A proposta era abrir o leque de locais para exposições, levando arte adiante dos museus e se integrando ao cotidiano. Foi assim nas Estações Lomba do Pinheiro e Cidadania, no bairro Restinga, o mais populoso e um dos mais populares da cidade. Obras comissionadas (confeccionadas no local, especialmente para a Bienal), buscavam se comunicar com as comunidades que vivem nesses locais.
A 14ª Bienal do Mercosul reúne 77 artistas, de mais de 30 países, além de uma grande programação pública, com workshops, práticas esportivas. Abriu também 42 galerias de arte para 63 exposições, com obras de mais de uma centena de artistas, por meio do projeto Portas Abertas. Mas a mostra passou também, claro, pela Casa de Cultura Mário Quintana, o Museu de Artes do Rio Grande do Sul e o Farol Santander, por exemplo. São espaços tradicionais para a arte e que estão na essência de qualquer roteiro da mostra, podendo ainda ser conferidos no domingo.
Em um legado desta edição da mostra para Porto Alegre, o artista plástico boliviano Freddy Mamani deixa sua impressão digital e sensibilidade na fachada da Fundação Ecarta, transformando o prédio em uma obra de arte permanente que celebra a cosmologia dos povos andinos. A pintura foi concluída em março deste ano e marca a estreia da Fundação Ecarta como espaço expositivo da Bienal.
“São 18 espaços expositores, além de galerias e outras ações. Oportunidade para que o público consuma mais arte, em diferentes formatos. Inclusive na gastronomia, que introduzimos pelo projeto Arte no Prato. Foram 50 restaurantes cujos chefs elaboraram pratos inspirados no tema da mostra”, acrescenta Carmen.

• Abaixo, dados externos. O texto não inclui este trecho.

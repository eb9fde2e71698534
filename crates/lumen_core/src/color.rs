//! RGBA colors
//!
//! Colors are stored as normalized `f32` channels. Tokens carry colors as CSS
//! strings, so [`Color`] parses the common CSS forms (`#rgb`, `#rrggbb`,
//! `#rrggbbaa`, `rgb(...)`, `rgba(...)`) and serializes back to the shortest
//! faithful CSS form.

use std::fmt;
use std::str::FromStr;

use serde::{Deserialize, Deserializer, Serialize, Serializer};
use thiserror::Error;

/// Error returned when a CSS color string cannot be parsed
#[derive(Debug, Clone, PartialEq, Eq, Error)]
#[error("invalid css color: {0:?}")]
pub struct ColorParseError(pub String);

/// RGBA color with channels in `0.0..=1.0`
#[derive(Clone, Copy, Debug, PartialEq)]
pub struct Color {
    pub r: f32,
    pub g: f32,
    pub b: f32,
    pub a: f32,
}

impl Color {
    pub const WHITE: Color = Color::rgb(1.0, 1.0, 1.0);
    pub const BLACK: Color = Color::rgb(0.0, 0.0, 0.0);
    pub const TRANSPARENT: Color = Color::rgba(0.0, 0.0, 0.0, 0.0);

    pub const fn rgb(r: f32, g: f32, b: f32) -> Self {
        Self { r, g, b, a: 1.0 }
    }

    pub const fn rgba(r: f32, g: f32, b: f32, a: f32) -> Self {
        Self { r, g, b, a }
    }

    pub fn from_hex(hex: u32) -> Self {
        let r = ((hex >> 16) & 0xFF) as f32 / 255.0;
        let g = ((hex >> 8) & 0xFF) as f32 / 255.0;
        let b = (hex & 0xFF) as f32 / 255.0;
        Self::rgb(r, g, b)
    }

    pub fn from_rgba8(r: u8, g: u8, b: u8, a: f32) -> Self {
        Self::rgba(r as f32 / 255.0, g as f32 / 255.0, b as f32 / 255.0, a)
    }

    pub fn with_alpha(mut self, alpha: f32) -> Self {
        self.a = alpha.clamp(0.0, 1.0);
        self
    }

    /// Linear interpolation between two colors
    pub fn lerp(from: &Color, to: &Color, t: f32) -> Color {
        let t = t.clamp(0.0, 1.0);
        Color {
            r: from.r + (to.r - from.r) * t,
            g: from.g + (to.g - from.g) * t,
            b: from.b + (to.b - from.b) * t,
            a: from.a + (to.a - from.a) * t,
        }
    }

    /// Relative luminance (WCAG definition)
    pub fn luminance(&self) -> f32 {
        fn channel(c: f32) -> f32 {
            if c <= 0.03928 {
                c / 12.92
            } else {
                ((c + 0.055) / 1.055).powf(2.4)
            }
        }
        0.2126 * channel(self.r) + 0.7152 * channel(self.g) + 0.0722 * channel(self.b)
    }

    /// Pick black or white, whichever contrasts more with this color
    pub fn contrast_text(&self) -> Color {
        if self.luminance() > 0.179 {
            Color::from_hex(0x000000).with_alpha(0.87)
        } else {
            Color::WHITE
        }
    }

    pub fn to_rgba8(&self) -> [u8; 4] {
        let to_u8 = |c: f32| (c.clamp(0.0, 1.0) * 255.0).round() as u8;
        [to_u8(self.r), to_u8(self.g), to_u8(self.b), to_u8(self.a)]
    }

    /// CSS representation: `#rrggbb` when opaque, `rgba(r, g, b, a)` otherwise
    pub fn to_css(&self) -> String {
        let [r, g, b, _] = self.to_rgba8();
        if self.a >= 1.0 {
            format!("#{:02x}{:02x}{:02x}", r, g, b)
        } else {
            let alpha = (self.a * 1000.0).round() / 1000.0;
            format!("rgba({}, {}, {}, {})", r, g, b, alpha)
        }
    }

    /// Parse a CSS color string
    pub fn parse(input: &str) -> Result<Color, ColorParseError> {
        let s = input.trim();
        let err = || ColorParseError(input.to_string());

        if let Some(hex) = s.strip_prefix('#') {
            return parse_hex(hex).ok_or_else(err);
        }

        let lower = s.to_ascii_lowercase();
        if let Some(args) = lower
            .strip_prefix("rgba(")
            .or_else(|| lower.strip_prefix("rgb("))
            .and_then(|rest| rest.strip_suffix(')'))
        {
            let parts: Vec<&str> = args.split(',').map(str::trim).collect();
            let channel = |p: &str| p.parse::<f32>().ok().filter(|v| (0.0..=255.0).contains(v));
            return match parts.as_slice() {
                [r, g, b] => Some(Color::rgb(
                    channel(r).ok_or_else(err)? / 255.0,
                    channel(g).ok_or_else(err)? / 255.0,
                    channel(b).ok_or_else(err)? / 255.0,
                )),
                [r, g, b, a] => Some(Color::rgba(
                    channel(r).ok_or_else(err)? / 255.0,
                    channel(g).ok_or_else(err)? / 255.0,
                    channel(b).ok_or_else(err)? / 255.0,
                    a.parse::<f32>().map_err(|_| err())?.clamp(0.0, 1.0),
                )),
                _ => None,
            }
            .ok_or_else(err);
        }

        match lower.as_str() {
            "transparent" => Ok(Color::TRANSPARENT),
            "white" => Ok(Color::WHITE),
            "black" => Ok(Color::BLACK),
            _ => Err(err()),
        }
    }
}

fn parse_hex(hex: &str) -> Option<Color> {
    if !hex.chars().all(|c| c.is_ascii_hexdigit()) {
        return None;
    }
    let nibble = |i: usize| u8::from_str_radix(&hex[i..i + 1], 16).ok().map(|v| v * 17);
    let byte = |i: usize| u8::from_str_radix(&hex[i..i + 2], 16).ok();

    match hex.len() {
        3 => Some(Color::from_rgba8(nibble(0)?, nibble(1)?, nibble(2)?, 1.0)),
        6 => Some(Color::from_rgba8(byte(0)?, byte(2)?, byte(4)?, 1.0)),
        8 => Some(Color::from_rgba8(
            byte(0)?,
            byte(2)?,
            byte(4)?,
            byte(6)? as f32 / 255.0,
        )),
        _ => None,
    }
}

impl Default for Color {
    fn default() -> Self {
        Self::BLACK
    }
}

impl fmt::Display for Color {
    fn fmt(&self, f: &mut fmt::Formatter<'_>) -> fmt::Result {
        f.write_str(&self.to_css())
    }
}

impl FromStr for Color {
    type Err = ColorParseError;

    fn from_str(s: &str) -> Result<Self, Self::Err> {
        Color::parse(s)
    }
}

impl Serialize for Color {
    fn serialize<S: Serializer>(&self, serializer: S) -> Result<S::Ok, S::Error> {
        serializer.serialize_str(&self.to_css())
    }
}

impl<'de> Deserialize<'de> for Color {
    fn deserialize<D: Deserializer<'de>>(deserializer: D) -> Result<Self, D::Error> {
        let s = String::deserialize(deserializer)?;
        Color::parse(&s).map_err(serde::de::Error::custom)
    }
}
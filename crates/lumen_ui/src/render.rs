//! Page rendering
//!
//! Wraps a component tree in a [`ThemeProvider`] for a live theme state and
//! serializes it as a standalone HTML page. The page's `<html>` attributes
//! come from the [`Document`], which the theme state keeps in sync when it is
//! installed as the state's attribute sink.

use std::sync::Arc;

use lumen_core::{Document, Node};
use lumen_theme::{css, ThemeState};

use crate::context::{BuildContext, Child, ElementBuilder};
use crate::provider::ThemeProvider;

/// Build `content` under `state` and render the full page
pub fn render_page(document: &Document, state: &Arc<ThemeState>, content: impl Into<Child>) -> String {
    render_page_with(document, state, content, &BuildContext::new())
}

/// [`render_page`] with a caller-owned context, so hook state persists
/// across renders
pub fn render_page_with(
    document: &Document,
    state: &Arc<ThemeState>,
    content: impl Into<Child>,
    cx: &BuildContext,
) -> String {
    let root = ThemeProvider::new(Arc::clone(state)).child(content).build(cx);
    tracing::debug!("rendering page in {} mode", state.mode());
    document.render(&Node::Element(root), &css::stylesheet(state.bundle()))
}
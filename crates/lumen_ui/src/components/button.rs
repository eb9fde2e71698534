//! Button components
//!
//! A themed button with contained, outlined and text variants, any palette
//! color, three sizes, a loading state and icon slots.
//!
//! # Example
//!
//! ```rust
//! use lumen_ui::prelude::*;
//!
//! let cx = BuildContext::new().with_theme(Theme::light());
//!
//! let save = button("Save")
//!     .variant(ButtonVariant::Contained)
//!     .color(Palette::Success)
//!     .on_click(|_| println!("saved"));
//! let el = save.build(&cx);
//! assert!(el.has_class("lumen-button--contained"));
//!
//! // Loading buttons are disabled and show a spinner
//! let busy = button("Saving").loading(true).build(&cx);
//! assert_eq!(busy.get_attr("aria-busy"), Some("true"));
//! ```

use std::sync::Arc;
use std::time::Instant;

use lumen_core::{el, event_types, px, Color, Element, Event, State, Style};
use lumen_theme::{Palette, TextVariant, Theme};

use super::progress::spinner;
use super::shared::{self, class, modifier, part, ComponentSize};
use crate::context::{build_children, BuildContext, Child, ElementBuilder};
use crate::hooks::{use_focus_visible, FocusVisible};

/// Button visual variants
#[derive(Clone, Copy, Debug, Default, PartialEq, Eq)]
pub enum ButtonVariant {
    /// Solid fill with elevation
    Contained,
    /// Transparent with a border
    Outlined,
    /// Text only
    #[default]
    Text,
}

impl ButtonVariant {
    pub fn as_str(self) -> &'static str {
        match self {
            Self::Contained => "contained",
            Self::Outlined => "outlined",
            Self::Text => "text",
        }
    }
}

/// Padding and type size per button size
fn size_metrics(size: ComponentSize, variant: ButtonVariant) -> (f32, f32, f32) {
    let (py, px, font) = match size {
        ComponentSize::Small => (4.0, 10.0, 13.0),
        ComponentSize::Medium => (6.0, 16.0, 14.0),
        ComponentSize::Large => (8.0, 22.0, 15.0),
    };
    match variant {
        // The border takes a pixel on every side
        ButtonVariant::Outlined => (py - 1.0, px - 1.0, font),
        ButtonVariant::Text => (py, (px / 2.0).max(5.0), font),
        ButtonVariant::Contained => (py, px, font),
    }
}

pub(crate) type ClickHandler = Arc<dyn Fn(&Event) + Send + Sync>;

/// Focus-visible key of an interactive element. Elements without an id are
/// not tracked across rebuilds, so they never show a ring.
pub(crate) fn focus_target(component: &str, id: Option<&str>) -> Option<String> {
    id.map(|id| format!("{component}:{id}"))
}

/// Attach the handlers that feed the shared [`FocusVisible`] tracker
pub(crate) fn track_focus(
    element: Element,
    focus: &State<FocusVisible>,
    target: Option<String>,
) -> Element {
    let on_key = focus.clone();
    let on_pointer = focus.clone();
    let element = element
        .on(event_types::KEY_DOWN, move |event| {
            if let Some((_, modifiers)) = event.key() {
                on_key.update(|f| f.on_key_down(modifiers));
            }
        })
        .on(event_types::POINTER_DOWN, move |_| {
            on_pointer.update(FocusVisible::on_pointer_down)
        });
    let Some(target) = target else {
        return element;
    };

    let on_focus = focus.clone();
    let on_blur = focus.clone();
    let blurred = target.clone();
    element
        .on(event_types::FOCUS, move |_| {
            on_focus.update(|f| f.on_focus(&target, false));
        })
        .on(event_types::BLUR, move |_| {
            on_blur.update(|f| f.on_blur(&blurred, Instant::now()));
        })
}

/// Outline shown while focus is keyboard-visible
pub(crate) fn focus_ring(theme: &Theme, palette: Palette) -> String {
    format!(
        "0 0 0 3px {}",
        shared::palette(theme, palette, "main").with_alpha(0.4).to_css()
    )
}

// ========== Button ==========

/// Themed button
#[derive(Clone)]
pub struct Button {
    id: Option<String>,
    children: Vec<Child>,
    variant: ButtonVariant,
    color: Palette,
    size: ComponentSize,
    full_width: bool,
    disabled: bool,
    loading: bool,
    start_icon: Option<Child>,
    end_icon: Option<Child>,
    on_click: Option<ClickHandler>,
}

impl Button {
    pub fn new(label: impl Into<Child>) -> Self {
        Self {
            id: None,
            children: vec![label.into()],
            variant: ButtonVariant::default(),
            color: Palette::Primary,
            size: ComponentSize::default(),
            full_width: false,
            disabled: false,
            loading: false,
            start_icon: None,
            end_icon: None,
            on_click: None,
        }
    }

    /// Element id; also keys the focus-visible state across rebuilds
    pub fn id(mut self, id: impl Into<String>) -> Self {
        self.id = Some(id.into());
        self
    }

    pub fn variant(mut self, variant: ButtonVariant) -> Self {
        self.variant = variant;
        self
    }

    pub fn contained(self) -> Self {
        self.variant(ButtonVariant::Contained)
    }

    pub fn outlined(self) -> Self {
        self.variant(ButtonVariant::Outlined)
    }

    pub fn color(mut self, color: Palette) -> Self {
        self.color = color;
        self
    }

    pub fn size(mut self, size: ComponentSize) -> Self {
        self.size = size;
        self
    }

    pub fn full_width(mut self, full_width: bool) -> Self {
        self.full_width = full_width;
        self
    }

    pub fn disabled(mut self, disabled: bool) -> Self {
        self.disabled = disabled;
        self
    }

    /// Show a spinner and block clicks
    pub fn loading(mut self, loading: bool) -> Self {
        self.loading = loading;
        self
    }

    pub fn start_icon(mut self, icon: impl Into<Child>) -> Self {
        self.start_icon = Some(icon.into());
        self
    }

    pub fn end_icon(mut self, icon: impl Into<Child>) -> Self {
        self.end_icon = Some(icon.into());
        self
    }

    pub fn on_click<F>(mut self, handler: F) -> Self
    where
        F: Fn(&Event) + Send + Sync + 'static,
    {
        self.on_click = Some(Arc::new(handler));
        self
    }

    fn is_inert(&self) -> bool {
        self.disabled || self.loading
    }

    fn colors(&self, theme: &Theme) -> (Color, Color, Option<Color>) {
        let main = shared::palette(theme, self.color, "main");
        if self.is_inert() {
            let disabled_text = shared::color(theme, "text.disabled");
            return match self.variant {
                ButtonVariant::Contained => (
                    disabled_text.with_alpha(0.12),
                    disabled_text,
                    None,
                ),
                ButtonVariant::Outlined => (Color::TRANSPARENT, disabled_text, Some(disabled_text.with_alpha(0.12))),
                ButtonVariant::Text => (Color::TRANSPARENT, disabled_text, None),
            };
        }
        match self.variant {
            ButtonVariant::Contained => (
                main,
                shared::palette(theme, self.color, "contrastText"),
                None,
            ),
            ButtonVariant::Outlined => (Color::TRANSPARENT, main, Some(main.with_alpha(0.5))),
            ButtonVariant::Text => (Color::TRANSPARENT, main, None),
        }
    }

    fn button_style(&self, theme: &Theme, focus_visible: bool) -> Style {
        let (py, px_x, font) = size_metrics(self.size, self.variant);
        let (bg, fg, border) = self.colors(theme);

        let mut style = shared::text_style(theme, TextVariant::Button);
        style.insert("display", if self.full_width { "flex" } else { "inline-flex" });
        style.insert("align-items", "center");
        style.insert("justify-content", "center");
        style.insert("gap", px(shared::spacing(theme, "sm")));
        style.insert("box-sizing", "border-box");
        style.insert("padding", format!("{} {}", px(py), px(px_x)));
        style.insert("font-size", px(font));
        style.insert("border-radius", px(shared::radius(theme, "md")));
        style.insert("background-color", bg.to_css());
        style.insert("color", fg.to_css());
        style.insert(
            "border",
            match border {
                Some(border) => format!("1px solid {}", border.to_css()),
                None => "none".to_string(),
            },
        );
        if self.variant == ButtonVariant::Contained && !self.is_inert() {
            style.insert("box-shadow", shared::shadow(theme, "sm"));
        }
        if self.full_width {
            style.insert("width", "100%");
        }
        style.insert("cursor", if self.is_inert() { "default" } else { "pointer" });
        if self.is_inert() {
            style.insert("pointer-events", "none");
        }
        if focus_visible {
            style.insert("outline", "none");
            style.insert("box-shadow", focus_ring(theme, self.color));
        }
        style
    }
}

impl ElementBuilder for Button {
    fn build(&self, cx: &BuildContext) -> Element {
        tracing::trace!("Button::build variant={}", self.variant.as_str());
        let theme = cx.theme();
        let focus = use_focus_visible(cx);
        let target = focus_target("button", self.id.as_deref());
        let focus_visible = target
            .as_deref()
            .is_some_and(|target| focus.with(|f| f.is_visible_on(target)));

        let start = if self.loading {
            Some(
                el("span")
                    .class(part("button", "start-icon"))
                    .style("display", "inherit")
                    .child(spinner().size(16.0).thickness(2.0).inherit_color().build(cx)),
            )
        } else {
            self.start_icon.as_ref().map(|icon| {
                el("span")
                    .class(part("button", "start-icon"))
                    .style("display", "inherit")
                    .child(icon.build(cx))
            })
        };
        let end = self.end_icon.as_ref().map(|icon| {
            el("span")
                .class(part("button", "end-icon"))
                .style("display", "inherit")
                .child(icon.build(cx))
        });

        let mut button = el("button")
            .class(class("button"))
            .class(modifier("button", self.variant.as_str()))
            .class(modifier("button", self.color.key()))
            .class(modifier("button", self.size.as_str()))
            .class_if(modifier("button", "full-width"), self.full_width)
            .class_if(modifier("button", "focus-visible"), focus_visible)
            .attr_opt("id", self.id.clone())
            .attr("type", "button")
            .flag("disabled", self.is_inert())
            .when(self.loading, |e| e.attr("aria-busy", "true"))
            .styles(&self.button_style(&theme, focus_visible))
            .child_opt(start)
            .children(build_children(&self.children, cx))
            .child_opt(end);

        button = track_focus(button, &focus, target);
        if let (Some(handler), false) = (&self.on_click, self.is_inert()) {
            let handler = Arc::clone(handler);
            button = button.on_click(move |event| handler(event));
        }
        button
    }
}
//! CSS custom property export
//!
//! Non-component stylesheets consume the active theme through custom
//! properties scoped by the root `data-theme` attribute:
//!
//! ```css
//! :root[data-theme="dark"] {
//!   --lumen-colors-primary-main: #90caf9;
//!   --lumen-spacing-md: 16px;
//! }
//! ```

use std::fmt::Write;

use indexmap::IndexMap;
use lumen_core::px;
use serde_json::Value;

use crate::mode::ThemeMode;
use crate::theme::{Theme, ThemeBundle};

/// Prefix shared by every generated custom property
pub const VAR_PREFIX: &str = "--lumen";

/// Root attribute carrying the active mode
pub const THEME_ATTRIBUTE: &str = "data-theme";

/// Token groups whose numbers are px lengths
const LENGTH_GROUPS: &[&str] = &["spacing", "borderRadius", "breakpoints"];

/// Flatten a theme into `--lumen-*` custom properties, in token tree order
pub fn variable_map(theme: &Theme) -> IndexMap<String, String> {
    let mut vars = IndexMap::new();
    if let Some(root) = theme.tokens().as_object() {
        for (key, value) in root {
            if key == "mode" {
                continue;
            }
            let mut path = vec![key.as_str()];
            flatten(&mut path, value, &mut vars);
        }
    }
    vars
}

fn flatten<'a>(path: &mut Vec<&'a str>, value: &'a Value, out: &mut IndexMap<String, String>) {
    match value {
        Value::Object(map) => {
            for (key, child) in map {
                path.push(key);
                flatten(path, child, out);
                path.pop();
            }
        }
        Value::String(s) => {
            out.insert(variable_name(path), s.clone());
        }
        Value::Number(n) => {
            let is_length = LENGTH_GROUPS.contains(&path[0]) || path.contains(&"fontSize");
            let rendered = match n.as_f64() {
                Some(v) if is_length => px(v as f32),
                // f32 tokens widen to noisy f64s (1.167 -> 1.1670000553131104)
                Some(v) if n.is_f64() => ((v * 10_000.0).round() / 10_000.0).to_string(),
                _ => n.to_string(),
            };
            out.insert(variable_name(path), rendered);
        }
        Value::Bool(b) => {
            out.insert(variable_name(path), b.to_string());
        }
        Value::Null | Value::Array(_) => {}
    }
}

/// `["colors", "primary", "contrastText"]` -> `--lumen-colors-primary-contrast-text`
pub fn variable_name(path: &[&str]) -> String {
    let mut name = String::from(VAR_PREFIX);
    for segment in path {
        name.push('-');
        for c in segment.chars() {
            if c.is_ascii_uppercase() {
                name.push('-');
                name.push(c.to_ascii_lowercase());
            } else {
                name.push(c);
            }
        }
    }
    name
}

/// One `:root[data-theme="<mode>"]` block
pub fn theme_block(theme: &Theme) -> String {
    let mut out = String::new();
    let _ = writeln!(
        out,
        ":root[{THEME_ATTRIBUTE}=\"{}\"] {{",
        theme.mode().as_str()
    );
    for (name, value) in variable_map(theme) {
        let _ = writeln!(out, "  {name}: {value};");
    }
    out.push_str("}\n");
    out
}

/// Stylesheet with a block for every mode of the bundle
pub fn stylesheet(bundle: &ThemeBundle) -> String {
    ThemeMode::ALL
        .iter()
        .map(|mode| theme_block(&bundle.for_mode(*mode)))
        .collect::<Vec<_>>()
        .join("\n")
}

#[cfg(test)]
mod tests {
    use super::*;

    #[test]
    fn test_variable_name_kebab_case() {
        assert_eq!(
            variable_name(&["colors", "primary", "contrastText"]),
            "--lumen-colors-primary-contrast-text"
        );
        assert_eq!(variable_name(&["zIndex", "appBar"]), "--lumen-z-index-app-bar");
    }

    #[test]
    fn test_units() {
        let vars = variable_map(&Theme::light());
        assert_eq!(vars["--lumen-spacing-md"], "16px");
        assert_eq!(vars["--lumen-typography-h1-font-size"], "96px");
        assert_eq!(vars["--lumen-typography-h1-font-weight"], "300");
        assert_eq!(vars["--lumen-typography-font-size-md"], "16px");
        assert_eq!(vars["--lumen-typography-h1-line-height"], "1.167");
        assert_eq!(vars["--lumen-z-index-modal"], "1400");
        assert_eq!(vars["--lumen-colors-primary-main"], "#1976d2");
        assert!(!vars.contains_key("--lumen-mode"));
    }

    #[test]
    fn test_stylesheet_has_both_modes() {
        let css = stylesheet(&ThemeBundle::default());
        assert!(css.contains(":root[data-theme=\"light\"] {"));
        assert!(css.contains(":root[data-theme=\"dark\"] {"));
        assert!(css.contains("--lumen-colors-primary-main: #90caf9;"));
    }
}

Neste penúltimo dia do evento, a Praça Júlio Andreatta, entre as avenidas Ceará e Benjamin Constant, no bairro São Geraldo, foi palco do Estalo de Rua, uma das atrações do encerramento da Bienal, com apresentações de artistas como Dessa Ferreira, Viridiana, Saskia, o grupo Turucutá e Jessie Jazz. Mas ainda há mais para ver no domingo. Todas as informações e oportunidades para aproveitar até o último instante da 14ª Bienal do Mercosul podem ser conferidas no site bienalmercosul.art.br.